The overspend in the service areas is driven by a number of factors, including the non-achievement of value improvement programme, VIP, targets, higher levels and higher complexity of demand, costs associated with meeting national standards and emergency placements beyond the level funded. Based on spending this year to date, it is clear that there will be an overrun in 2018. In that context, the announcement by the Minister for Public Expenditure and Reform, Deputy Donohoe, that he intends to allocate an additional €700 million to the health service in 2018 by way of a Supplementary Estimate is most welcome, particularly bearing in mind that it has been possible to carry this additionality into the base for 2019.
In drafting the capital plan for the period 2018 to 2022, the HSE identified a deficit in construction capital funding for 2018 of €109 million. During 2018 extensive measures to actively manage the capital budget have been applied. This has involved balancing, as much as practicable, the fulfilment of contractual commitments, delivery of projects and managing equipment and infrastructural risk issues such that capital expenditure remains within profile. Following this extensive engagement and management of issues, capital spending to September 2018 remains within profile. Nevertheless, there are limits to which such a level of funding shortfall in the year can be managed. As the end of the year approaches and following implementation of the measures I have outlined in the past 12 months, the projected year-end deficit has been managed down, with no further viable options available to meet this gap. However, the Minister for Public Expenditure and Reform has approved a further €20 million to be allocated to bridge a proportion of this gap in 2018 as part of the overall Supplementary Estimate amount.

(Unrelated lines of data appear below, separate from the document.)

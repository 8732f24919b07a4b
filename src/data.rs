use std::collections::{BTreeMap, BTreeSet};
use std::fmt;
use std::str::FromStr;

use indexmap::IndexMap;
use serde::{Deserialize, Serialize};

use crate::errors::CohortError;
use crate::utils::{canonical_nation, normalize_tag};

pub use crate::types::{DocId, Gender, Nation, Tag, Year};

/// Record table keyed by document id, in load order.
pub type RecordTable = IndexMap<DocId, DocumentRecord>;

/// Date attribute that drives date-mode classification, reservation windows, and matching.
#[derive(Clone, Copy, Debug, PartialEq, Eq, Hash, Serialize, Deserialize, Default)]
#[serde(rename_all = "lowercase")]
pub enum DateField {
    /// Publication date of the volume.
    PubDate,
    /// Birth year of the author.
    BirthDate,
    /// First publication date of the work.
    #[default]
    FirstPub,
}

impl DateField {
    /// Canonical lowercase name.
    pub const fn as_str(&self) -> &'static str {
        match self {
            DateField::PubDate => "pubdate",
            DateField::BirthDate => "birthdate",
            DateField::FirstPub => "firstpub",
        }
    }
}

impl fmt::Display for DateField {
    fn fmt(&self, f: &mut fmt::Formatter<'_>) -> fmt::Result {
        f.write_str(self.as_str())
    }
}

impl FromStr for DateField {
    type Err = CohortError;

    fn from_str(raw: &str) -> Result<Self, Self::Err> {
        match raw.trim().to_lowercase().as_str() {
            "pubdate" => Ok(DateField::PubDate),
            "birthdate" => Ok(DateField::BirthDate),
            "firstpub" => Ok(DateField::FirstPub),
            other => Err(CohortError::Configuration(format!(
                "unknown date field '{other}' (expected pubdate, birthdate, or firstpub)"
            ))),
        }
    }
}

/// Per-document metadata consumed by the engine.
#[derive(Clone, Debug, PartialEq, Eq, Serialize, Deserialize)]
pub struct DocumentRecord {
    /// Stable document identifier.
    pub id: DocId,
    /// Publication year (`0` when unknown).
    pub pubdate: Year,
    /// Author birth year (`0` when unknown).
    pub birthdate: Year,
    /// First publication year (`0` when unknown).
    pub firstpub: Year,
    /// Author gender; empty when unknown.
    pub gender: Gender,
    /// Canonical author nationality; empty when unknown.
    pub nation: Nation,
    /// Author name; blank authors are numbered `anonymousN` at load time.
    pub author: String,
    /// Title of the work.
    pub title: String,
    /// Normalized genre tags.
    pub tagset: BTreeSet<Tag>,
}

impl DocumentRecord {
    /// Create a record with unknown dates and demographics and no tags.
    pub fn new(id: impl Into<DocId>) -> Self {
        Self {
            id: id.into(),
            pubdate: 0,
            birthdate: 0,
            firstpub: 0,
            gender: String::new(),
            nation: String::new(),
            author: String::new(),
            title: String::new(),
            tagset: BTreeSet::new(),
        }
    }

    /// Set the publication year.
    pub fn with_pubdate(mut self, year: Year) -> Self {
        self.pubdate = year;
        self
    }

    /// Set the author's birth year.
    pub fn with_birthdate(mut self, year: Year) -> Self {
        self.birthdate = year;
        self
    }

    /// Set the first publication year.
    pub fn with_firstpub(mut self, year: Year) -> Self {
        self.firstpub = year;
        self
    }

    /// Set the author's gender.
    pub fn with_gender(mut self, gender: impl Into<Gender>) -> Self {
        self.gender = gender.into();
        self
    }

    /// Set the nationality, folding aliases into canonical codes.
    pub fn with_nation(mut self, nation: impl AsRef<str>) -> Self {
        self.nation = canonical_nation(nation);
        self
    }

    /// Set the author name.
    pub fn with_author(mut self, author: impl Into<String>) -> Self {
        self.author = author.into();
        self
    }

    /// Set the title.
    pub fn with_title(mut self, title: impl Into<String>) -> Self {
        self.title = title.into();
        self
    }

    /// Add normalized tags.
    pub fn with_tags<I, T>(mut self, tags: I) -> Self
    where
        I: IntoIterator<Item = T>,
        T: AsRef<str>,
    {
        self.tagset.extend(
            tags.into_iter()
                .map(normalize_tag)
                .filter(|tag| !tag.is_empty()),
        );
        self
    }

    /// Year stored in `field`.
    ///
    /// An unknown `firstpub` falls back to a known `pubdate`.
    pub fn date(&self, field: DateField) -> Year {
        match field {
            DateField::PubDate => self.pubdate,
            DateField::BirthDate => self.birthdate,
            DateField::FirstPub if self.firstpub == 0 && self.pubdate > 0 => self.pubdate,
            DateField::FirstPub => self.firstpub,
        }
    }

    /// True when the tagset contains `tag`.
    pub fn has_tag(&self, tag: &str) -> bool {
        self.tagset.contains(tag)
    }
}

/// Outcome of classifying one document.
#[derive(Clone, Copy, Debug, PartialEq, Eq, Hash, Serialize, Deserialize)]
pub enum ClassLabel {
    /// Member of the positive class.
    Positive,
    /// Member of the negative (contrast) class.
    Negative,
    /// Excluded from the experiment.
    Drop,
}

/// A positive document paired with the negative chosen as its control.
#[derive(Clone, Debug, PartialEq, Serialize, Deserialize)]
pub struct MatchedPair {
    /// Positive document.
    pub positive: DocId,
    /// Negative chosen as its control.
    pub negative: DocId,
    /// Weighted proximity distance at the time of matching.
    pub distance: f64,
}

/// Final experiment cohort.
#[derive(Clone, Debug, Default, PartialEq, Serialize, Deserialize)]
pub struct Cohort {
    /// Every selected document id.
    pub ids: BTreeSet<DocId>,
    /// Binary class per id (`1` positive, `0` negative).
    pub classes: BTreeMap<DocId, u8>,
    /// Ids restricted to evaluation; reserved positives plus their matched negatives.
    pub reservation: BTreeSet<DocId>,
    /// Pairs formed by proximity matching, in match order.
    pub pairs: Vec<MatchedPair>,
}

impl Cohort {
    /// Ids labeled positive.
    pub fn positives(&self) -> impl Iterator<Item = &DocId> {
        self.classes
            .iter()
            .filter(|(_, class)| **class == 1)
            .map(|(id, _)| id)
    }

    /// Ids labeled negative.
    pub fn negatives(&self) -> impl Iterator<Item = &DocId> {
        self.classes
            .iter()
            .filter(|(_, class)| **class == 0)
            .map(|(id, _)| id)
    }

    /// Ids the trainer may fit on (everything outside the reservation).
    pub fn training_ids(&self) -> impl Iterator<Item = &DocId> {
        self.ids.iter().filter(|id| !self.reservation.contains(*id))
    }

    /// Reserved ids that are positives.
    pub fn reserved_positives(&self) -> impl Iterator<Item = &DocId> {
        self.reservation
            .iter()
            .filter(|id| self.classes.get(*id) == Some(&1))
    }

    /// Number of selected documents.
    pub fn len(&self) -> usize {
        self.ids.len()
    }

    /// True when nothing was selected.
    pub fn is_empty(&self) -> bool {
        self.ids.is_empty()
    }
}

Despite welcome increases over recent years, a financial challenge remains as we deal with a larger and older population, more acute health and social care requirements, increased demand for new and existing drugs and the rising costs of health technology. The costs of payments under the State Claims Agency are also rising, adding to the overall cost of health above the operational costs funded to meet the health demands of a growing and ageing population. The HSE is reporting significant overruns in the year to date and the Department continues to work closely with it to identify measures to reduce the projected deficit through mitigating actions, without impacting service levels. It is now anticipated that the bulk of VIP 1 savings for the year will be achieved in 2018, as well as a small amount of savings under VIP 2.
We must maintain our focus on improving the way services are organised and delivered, and on reducing costs, in order to maximise the ability of the health service to respond to growing needs. It is essential that those managing and delivering the service demonstrate good practice by delivering the best possible healthcare within the limits of resources that have been made available by Government each year.